Boyce has begun promoting the NCC eight primary recommendations, outlining them in a 12 April speech to the Industrial Energy Consumers of America (IECA). The eight primary recommendations are:
A massive expansion of Coal-to-Liquids Processing to produce 2.6 million barrels of coal liquids (fuels and chemicals) per day. Production at that level would meet approximately 10% of US petroleum demand and consume an additional 475 million tons of coal per year.
To achieve that level of production would, according to Peabody, require the construction of 33 large coal-to-liquids plants. Each plant—with an estimated cost of $6.4 billion—would consume 14.4 million tons of coal per year to produce 80,000 barrels per day of liquid fuel.
Delivering that amount of coal would required expanding coal mining 43% above today’s level. The CTL proposal represents largest single use of expanded coal production of any of the proposals.
Coal for ethanol production. Currently, natural gas, diesel fuel and electricity are used to produce ethanol. The NCC proposes increasing the use of coal for heat and electricity in the production of ethanol to reduce costs and displace oil and natural gas by significant amounts. This would consume an additional 40 million tons of coal per year.
Coal-To-Hydrogen. Development of a fleet of coal-to-hydrogen plants would mean that coal could satisfy at least 10% of the nation’s transportation needs with FreedomCAR efficiencies, according to the NCC study. This application would use an additional 70 million tons of coal per year.

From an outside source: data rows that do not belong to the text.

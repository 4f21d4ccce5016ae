use assertables::*;
use kube::runtime::controller::Action;

use super::*;
use crate::lifecycle::*;
use crate::schedule_run::{
    reconcile_schedule_run,
    sibling_selector,
};

fn kmsr_obj_path() -> String {
    format!("{}/{TEST_SCHEDULE_RUN}", kmake_path("kmakescheduleruns"))
}

fn with_operation(mut kmsr: KmakeScheduleRun, op: KmakeScheduleRunOperation) -> KmakeScheduleRun {
    kmsr.spec.operation = Some(op);
    kmsr
}

fn handle_run_and_kmake(fake_apiserver: &mut MockServerBuilder, run: KmakeRun, kmake: Kmake) {
    fake_apiserver
        .handle(move |when, then| {
            when.method(GET).path(format!("{}/{TEST_RUN}", kmake_path("kmakeruns")));
            then.json_body_obj(&run);
        })
        .handle(move |when, then| {
            when.method(GET).path(format!("{}/{TEST_KMAKE}", kmake_path("kmakes")));
            then.json_body_obj(&kmake);
        });
}

#[rstest]
#[case::one_run(
    Some(TEST_RUN),
    Some(WORKLOAD_NO),
    "bythepowerof.github.io/schedule-instance=test-scheduler,bythepowerof.github.io/run=test-run,bythepowerof.github.io/workload=no"
)]
#[case::workloads(
    None,
    Some(WORKLOAD_YES),
    "bythepowerof.github.io/schedule-instance=test-scheduler,bythepowerof.github.io/workload=yes"
)]
#[case::everything(None, None, "bythepowerof.github.io/schedule-instance=test-scheduler")]
fn test_sibling_selector(#[case] run: Option<&str>, #[case] workload: Option<&str>, #[case] expected: &str) {
    assert_eq!(sibling_selector(TEST_SCHEDULER, run, workload), expected);
}

#[rstest]
#[tokio::test]
async fn test_reconcile_unknown_operation(mut test_schedule_run: KmakeScheduleRun) {
    test_schedule_run.spec.operation = None;
    let (mut fake_apiserver, client) = make_fake_apiserver();
    handle_writes(&mut fake_apiserver, kmsr_obj_path(), &test_schedule_run.clone(), 1, 1);
    fake_apiserver.build();
    let ctx = test_ctx(client);

    let action = reconcile_schedule_run(&ctx, &mut test_schedule_run).await.unwrap();
    assert_eq!(action, Action::await_change());
    assert_eq!(test_schedule_run.status.as_ref().unwrap().status, "Error Runs (Unknown operation)");
    assert!(test_schedule_run.has_ended());
    fake_apiserver.assert();
}

#[rstest]
#[tokio::test]
async fn test_reconcile_start_no_run_label(mut test_schedule_run: KmakeScheduleRun) {
    test_schedule_run.labels_mut().remove(RUN_LABEL_KEY);
    let (mut fake_apiserver, client) = make_fake_apiserver();
    handle_writes(&mut fake_apiserver, kmsr_obj_path(), &test_schedule_run.clone(), 1, 1);
    fake_apiserver.build();
    let ctx = test_ctx(client);

    reconcile_schedule_run(&ctx, &mut test_schedule_run).await.unwrap();
    assert_eq!(test_schedule_run.status.as_ref().unwrap().status, "Error Runs (No kmakerun set)");
    fake_apiserver.assert();
}

#[rstest]
#[tokio::test]
async fn test_reconcile_start_run_gone(mut test_schedule_run: KmakeScheduleRun) {
    let (mut fake_apiserver, client) = make_fake_apiserver();
    fake_apiserver.handle_not_found(format!("{}/{TEST_RUN}", kmake_path("kmakeruns")));
    fake_apiserver.build();
    let ctx = test_ctx(client);

    let action = reconcile_schedule_run(&ctx, &mut test_schedule_run).await.unwrap();
    assert_eq!(action, Action::await_change());
    assert_none!(test_schedule_run.status);
    fake_apiserver.assert();
}

#[rstest]
#[tokio::test]
async fn test_reconcile_start_kmake_missing(mut test_schedule_run: KmakeScheduleRun, test_run: KmakeRun) {
    let (mut fake_apiserver, client) = make_fake_apiserver();
    fake_apiserver
        .handle(move |when, then| {
            when.method(GET).path(format!("{}/{TEST_RUN}", kmake_path("kmakeruns")));
            then.json_body_obj(&test_run);
        })
        .handle_not_found(format!("{}/{TEST_KMAKE}", kmake_path("kmakes")));
    handle_writes(&mut fake_apiserver, kmsr_obj_path(), &test_schedule_run.clone(), 1, 1);
    fake_apiserver.build();
    let ctx = test_ctx(client);

    let action = reconcile_schedule_run(&ctx, &mut test_schedule_run).await.unwrap();
    assert_eq!(action, Action::requeue(REQUEUE_BACKOFF));
    assert_eq!(test_schedule_run.label(STATUS_LABEL_KEY), Some("BackOff"));
    fake_apiserver.assert();
}

#[rstest]
#[tokio::test]
async fn test_reconcile_start_dummy(
    mut test_schedule_run: KmakeScheduleRun,
    mut test_run: KmakeRun,
    test_kmake_ready: Kmake,
) {
    test_run.spec.operation = Some(KmakeRunOperation::Dummy(KmakeRunDummy {}));
    let (mut fake_apiserver, client) = make_fake_apiserver();
    handle_run_and_kmake(&mut fake_apiserver, test_run, test_kmake_ready);
    handle_writes(&mut fake_apiserver, kmsr_obj_path(), &test_schedule_run.clone(), 1, 1);
    fake_apiserver.build();
    let ctx = test_ctx(client);

    let action = reconcile_schedule_run(&ctx, &mut test_schedule_run).await.unwrap();
    assert_eq!(action, Action::await_change());
    assert_eq!(test_schedule_run.status.as_ref().unwrap().status, format!("Success Dummy ({TEST_RUN})"));
    assert!(test_schedule_run.has_ended());
    fake_apiserver.assert();
}

#[rstest]
#[tokio::test]
async fn test_reconcile_start_job(mut test_schedule_run: KmakeScheduleRun, test_run: KmakeRun, test_kmake_ready: Kmake) {
    let (mut fake_apiserver, client) = make_fake_apiserver();
    handle_run_and_kmake(&mut fake_apiserver, test_run, test_kmake_ready);

    let lineage = corev1::ConfigMap {
        metadata: metav1::ObjectMeta {
            name: Some(TEST_LINEAGE_MAP.into()),
            namespace: Some(TEST_NAMESPACE.into()),
            ..Default::default()
        },
        ..Default::default()
    };
    fake_apiserver
        .handle(move |when, then| {
            when.method(POST).path(core_path("configmaps"));
            then.json_body_obj(&lineage);
        })
        .handle(|when, then| {
            when.method(POST).path(batch_path("jobs"));
            then.json_body_obj(&test_job(0, 0, 0));
        });

    // Provision Owner, then Provision Job
    handle_writes(&mut fake_apiserver, kmsr_obj_path(), &test_schedule_run.clone(), 2, 2);
    fake_apiserver.build();
    let ctx = test_ctx(client);

    let action = reconcile_schedule_run(&ctx, &mut test_schedule_run).await.unwrap();
    assert_eq!(action, Action::await_change());
    assert_eq!(test_schedule_run.child(SubResourceKind::Owner), Some(TEST_LINEAGE_MAP));
    assert_eq!(test_schedule_run.child(SubResourceKind::Job), Some(TEST_JOB));
    assert!(!test_schedule_run.has_ended());
    fake_apiserver.assert();
}

#[rstest]
#[tokio::test]
async fn test_reconcile_start_tracks_job(mut test_schedule_run: KmakeScheduleRun, test_run: KmakeRun) {
    test_schedule_run
        .kmake_status_mut()
        .apply(Phase::Provision, SubResourceKind::Job, Some(TEST_JOB));
    test_schedule_run.sync_status_metadata().unwrap();
    let (mut fake_apiserver, client) = make_fake_apiserver();
    fake_apiserver
        .handle(move |when, then| {
            when.method(GET).path(format!("{}/{TEST_RUN}", kmake_path("kmakeruns")));
            then.json_body_obj(&test_run);
        })
        .handle(|when, then| {
            when.method(GET).path(format!("{}/{TEST_JOB}", batch_path("jobs")));
            then.json_body_obj(&test_job(0, 1, 0));
        });
    handle_writes(&mut fake_apiserver, kmsr_obj_path(), &test_schedule_run.clone(), 1, 1);
    fake_apiserver.build();
    let ctx = test_ctx(client);

    reconcile_schedule_run(&ctx, &mut test_schedule_run).await.unwrap();
    assert_eq!(test_schedule_run.phase(), Some(Phase::Success));
    assert!(test_schedule_run.has_ended());
    fake_apiserver.assert();
}

#[rstest]
#[case::restart(
    KmakeScheduleRunOperation::Restart(KmakeScheduleRunRestart { run: None }),
    WORKLOAD_NO,
    "Restart"
)]
#[case::stop(
    KmakeScheduleRunOperation::Stop(KmakeScheduleRunStop { run: Some(TEST_RUN.into()) }),
    WORKLOAD_YES,
    "Stop"
)]
#[tokio::test]
async fn test_reconcile_sweep_run(
    test_schedule_run: KmakeScheduleRun,
    #[case] op: KmakeScheduleRunOperation,
    #[case] workload: &'static str,
    #[case] phase: &str,
) {
    let mut kmsr = with_operation(test_schedule_run, op);
    let (mut fake_apiserver, client) = make_fake_apiserver();
    fake_apiserver.handle(move |when, then| {
        when.method(DELETE)
            .path(kmake_path("kmakescheduleruns"))
            .query_param("labelSelector", sibling_selector(TEST_SCHEDULER, Some(TEST_RUN), Some(workload)))
            .query_param("fieldSelector", format!("metadata.name!={TEST_SCHEDULE_RUN}"));
        then.json_body(list_body::<KmakeScheduleRun>(&[]));
    });
    handle_writes(&mut fake_apiserver, kmsr_obj_path(), &kmsr.clone(), 1, 1);
    fake_apiserver.build();
    let ctx = test_ctx(client);

    let action = reconcile_schedule_run(&ctx, &mut kmsr).await.unwrap();
    assert_eq!(action, Action::await_change());
    assert_eq!(kmsr.status.as_ref().unwrap().status, format!("{phase} Runs ({TEST_SCHEDULE_RUN})"));
    assert!(kmsr.has_ended());
    fake_apiserver.assert();
}

#[rstest]
#[tokio::test]
async fn test_reconcile_stop_no_instance(test_schedule_run: KmakeScheduleRun) {
    let mut kmsr = with_operation(test_schedule_run, KmakeScheduleRunOperation::Stop(Default::default()));
    kmsr.labels_mut().remove(SCHEDULE_INSTANCE_LABEL_KEY);
    let (mut fake_apiserver, client) = make_fake_apiserver();
    handle_writes(&mut fake_apiserver, kmsr_obj_path(), &kmsr.clone(), 1, 1);
    fake_apiserver.build();
    let ctx = test_ctx(client);

    reconcile_schedule_run(&ctx, &mut kmsr).await.unwrap();
    assert_eq!(kmsr.status.as_ref().unwrap().status, "Error Runs (No scheduler set)");
    fake_apiserver.assert();
}

#[rstest]
#[case::nothing_found(false, vec![], "Delete Runs (No resources found)")]
#[case::swept(false, vec![km_testutils::test_schedule_run()], "Delete Runs")]
#[case::full_nothing_found(true, vec![], "Delete Runs (No resources found)")]
#[case::full_swept(true, vec![km_testutils::test_schedule_run()], "Delete Runs")]
#[tokio::test]
async fn test_reconcile_reset(
    test_schedule_run: KmakeScheduleRun,
    #[case] full: bool,
    #[case] deleted: Vec<KmakeScheduleRun>,
    #[case] expected: &str,
) {
    let reset = KmakeScheduleRunOperation::Reset(KmakeScheduleRunReset { recurse: false, full });
    let mut kmsr = with_operation(test_schedule_run, reset);
    // A full reset sweeps every run under the scheduler, not just the workloads
    let selector = if full {
        sibling_selector(TEST_SCHEDULER, None, None)
    } else {
        sibling_selector(TEST_SCHEDULER, None, Some(WORKLOAD_YES))
    };
    let (mut fake_apiserver, client) = make_fake_apiserver();
    fake_apiserver.handle(move |when, then| {
        when.method(DELETE)
            .path(kmake_path("kmakescheduleruns"))
            .query_param("labelSelector", &selector);
        then.json_body(list_body(&deleted));
    });
    handle_writes(&mut fake_apiserver, kmsr_obj_path(), &kmsr.clone(), 1, 1);
    fake_apiserver.build();
    let ctx = test_ctx(client);

    reconcile_schedule_run(&ctx, &mut kmsr).await.unwrap();
    assert_eq!(kmsr.status.as_ref().unwrap().status, expected);
    fake_apiserver.assert();
}

#[rstest]
#[tokio::test]
async fn test_reconcile_reset_only_once(test_schedule_run: KmakeScheduleRun) {
    let mut kmsr = with_operation(test_schedule_run, KmakeScheduleRunOperation::Reset(Default::default()));
    kmsr.kmake_status_mut().apply(Phase::Delete, SubResourceKind::Runs, None);
    kmsr.sync_status_metadata().unwrap();
    let (mut fake_apiserver, client) = make_fake_apiserver();
    fake_apiserver.build();
    let ctx = test_ctx(client);

    let action = reconcile_schedule_run(&ctx, &mut kmsr).await.unwrap();
    assert_eq!(action, Action::await_change());
    fake_apiserver.assert();
}

#[rstest]
#[case::delete(KmakeScheduleRunOperation::Delete(Default::default()))]
#[case::create(KmakeScheduleRunOperation::Create(Default::default()))]
#[case::force(KmakeScheduleRunOperation::Force(Default::default()))]
#[tokio::test]
async fn test_reconcile_reserved_operations(test_schedule_run: KmakeScheduleRun, #[case] op: KmakeScheduleRunOperation) {
    let mut kmsr = with_operation(test_schedule_run, op);
    let (mut fake_apiserver, client) = make_fake_apiserver();
    fake_apiserver.build();
    let ctx = test_ctx(client);

    let action = reconcile_schedule_run(&ctx, &mut kmsr).await.unwrap();
    assert_eq!(action, Action::await_change());
    assert_none!(kmsr.status);
    fake_apiserver.assert();
}

#[rstest]
#[tokio::test]
async fn test_reconcile_schedule_run_deleted(mut test_schedule_run: KmakeScheduleRun) {
    mark_deleted(&mut test_schedule_run.metadata);
    let (mut fake_apiserver, client) = make_fake_apiserver();
    handle_writes(&mut fake_apiserver, kmsr_obj_path(), &test_schedule_run.clone(), 1, 2);
    fake_apiserver.build();
    let ctx = test_ctx(client);

    let action = reconcile_schedule_run(&ctx, &mut test_schedule_run).await.unwrap();
    assert_eq!(action, Action::await_change());
    fake_apiserver.assert();
}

Coal-To-Natural Gas. With conventional natural gas production in decline, gasifying coal to produce methane could displace about 15% of US annual natural gas consumption—the equivalent of 4 trillion cubic feet (Tcf) per year—according to the NCC.
Coal-To-Clean Electricity. Construction of 100 GW of coal-to-clean electricity plants by 2025 would mean that coal would satisfy more than 60% of the expected increase in electricity-generating capacity by using an additional 375 million tons of coal per year.
Expand the mining industry and US transportation infrastructure to accommodate growth in coal production by over 1.3 billion tons per year by 2025.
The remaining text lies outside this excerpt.